Vic Rauter: As smooth on the course as behind the microphone
With the wrap-up of the World Curling Championships in Utah this past weekend, the sporting world learned that Vic Rauter, longtime TSN host and broadcaster, was retiring after more than 50 years on television. Calling the gold medal game between Canada and Sweden would be his last.
Rauter was a master of his craft. Smart, famously hard-working and consistently the kind of “friend” you gladly invited into your living room when an important game was on the line. He knew when to talk and when to let the play, the shot, speak for itself.

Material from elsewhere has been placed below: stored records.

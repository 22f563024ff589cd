use nalgebra::{Matrix3, RealField, Vector3};
use std::{fmt, sync::Arc};

/// A closure returning the current value of an externally trained parameter.
pub type Provider<V> = Arc<dyn Fn() -> V + Send + Sync>;

#[derive(Clone)]
pub enum ParameterSource<V> {
    Constant(V),
    Learned(Provider<V>),
}

/// A physical parameter of a link, either constant or supplied by a trained model.
/// A frozen learned parameter keeps the value it had when it was frozen.
#[derive(Clone)]
pub struct Parameter<V> {
    source: ParameterSource<V>,
    frozen: Option<V>,
}

impl<V> fmt::Debug for Parameter<V>
where
    V: fmt::Debug,
{
    fn fmt(&self, f: &mut fmt::Formatter<'_>) -> fmt::Result {
        match (&self.source, &self.frozen) {
            (ParameterSource::Constant(v), _) => write!(f, "Constant({v:?})"),
            (ParameterSource::Learned(_), Some(v)) => write!(f, "Learned(frozen: {v:?})"),
            (ParameterSource::Learned(_), None) => write!(f, "Learned"),
        }
    }
}

impl<V> Parameter<V>
where
    V: Clone,
{
    pub fn constant(value: V) -> Self {
        Self {
            source: ParameterSource::Constant(value),
            frozen: None,
        }
    }

    pub fn learned(provider: Provider<V>) -> Self {
        Self {
            source: ParameterSource::Learned(provider),
            frozen: None,
        }
    }

    pub fn value(&self) -> V {
        if let Some(frozen) = &self.frozen {
            return frozen.clone();
        }
        match &self.source {
            ParameterSource::Constant(v) => v.clone(),
            ParameterSource::Learned(provider) => provider(),
        }
    }

    pub fn is_learnable(&self) -> bool {
        matches!(self.source, ParameterSource::Learned(_))
    }

    pub fn is_frozen(&self) -> bool {
        self.frozen.is_some()
    }

    /// Returns false for constants, which cannot be frozen.
    pub fn freeze(&mut self) -> bool {
        match &self.source {
            ParameterSource::Constant(_) => false,
            ParameterSource::Learned(provider) => {
                self.frozen = Some(provider());
                true
            }
        }
    }

    pub fn unfreeze(&mut self) -> bool {
        if !self.is_learnable() {
            return false;
        }
        self.frozen = None;
        true
    }
}

/// Names the physical parameters of a link that can be learned.
#[derive(Debug, Clone, Copy, PartialEq, Eq, Hash)]
pub enum LinkParameter {
    Mass,
    CenterOfMass,
    Inertia,
    Damping,
    /// Translation of the joint origin
    Translation,
    /// Roll, pitch, yaw of the joint origin
    Rotation,
}

/// A learned replacement for one link parameter.
#[derive(Clone)]
pub enum LearnableParameter<T: RealField + Copy> {
    Mass(Provider<T>),
    CenterOfMass(Provider<Vector3<T>>),
    /// Rotational inertia about the center of mass
    Inertia(Provider<Matrix3<T>>),
    Damping(Provider<T>),
    Translation(Provider<Vector3<T>>),
    Rotation(Provider<Vector3<T>>),
}

impl<T> LearnableParameter<T>
where
    T: RealField + Copy,
{
    pub fn kind(&self) -> LinkParameter {
        match self {
            LearnableParameter::Mass(_) => LinkParameter::Mass,
            LearnableParameter::CenterOfMass(_) => LinkParameter::CenterOfMass,
            LearnableParameter::Inertia(_) => LinkParameter::Inertia,
            LearnableParameter::Damping(_) => LinkParameter::Damping,
            LearnableParameter::Translation(_) => LinkParameter::Translation,
            LearnableParameter::Rotation(_) => LinkParameter::Rotation,
        }
    }
}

He had a particularly warm, welcoming approach to his work in curling — he played off his inquisitive, fanboy understanding of the game, always in the presence of two experts beside him, generously asking Russ Howard or Cathy Gauthier about the thinking behind an upcoming shot.
Vic was a big reason why the game of curling has earned the reputation here in Canada as such a broadcast-friendly professional sport. Thousands of non-curlers tune in every week. He made it so.
Golf is a beautiful game for many reasons, but one of the most compelling is the opportunity it affords one to meet special people you wouldn’t otherwise get the chance to. Golf is the way I managed to spend entire afternoons with such childhood heroes as Frank Mahovlich, Russ Jackson, Red Sullivan and Bob Armstrong. And as I joked to my extended family here on Easter weekend, seizing on the moment, Vic Rauter and I go way back.
I met Vic just a few years into his tenure at TSN, back when its on-air personalities sported black blazers and gold ties on the anchor desk. I was a few months into living in Calgary for my first big job after university, and I only knew a handful of people. On weekends, I’d drive the hour west into the Rockies and hang out at Kananaskis Golf Club. I would check in at the pro shop first thing on a Saturday morning, and they’d assign me a tee time later in the day, usually as an add-on to a threesome of friends or work pals or, if I was unlucky, tourists from Japan bent on getting their money’s worth with a six-hour round.
Often, I’d have more than a few hours to kill until my tee time, so I’d drive my super cool company car, a black Buick Regal, around Kananaskis Country, a huge provincial park that would play host to the alpine skiing events of the 1988 Winter Olympics the following year.
I showed up at the first tee about 10 minutes before my starting time on that July day to discover who the rest of my foursome would be. I recognized Vic right away, dressed head to toe in black, and learned later that his friend Graham was actually Graham Leggat, esteemed Scottish-Canadian footballer and TSN’s soccer analyst. The third guy was a cameraman from their broadcast crew. All three were here to broadcast a Calgary Kickers professional soccer game the next day. I don’t remember a lot about Vic’s golf game. He got it around respectfully.
But what I do remember was that trademark “make you feel comfortable” voice and personality throughout the four hours of golf. He clearly loved the role of host, and he played that to perfection that afternoon at Kananaskis, bringing this wide-eyed stranger into the conversations of these three good work friends, and not for a second making me feel like I was anything other than his golf buddy for the day.
I love when famous people turn out to be exactly how you imagine them to be, how you want them to be. He created a super fan in me that day. And I have enjoyed watching the progression of his career ever since, culminating with a low-key, classy farewell on TSN this weekend. They simply don’t make broadcasters like Vic anymore.
And to quote a famous line he often delivered following a spectacular curling shot, “Oh my. Oh my!” Happy retirement, Vic.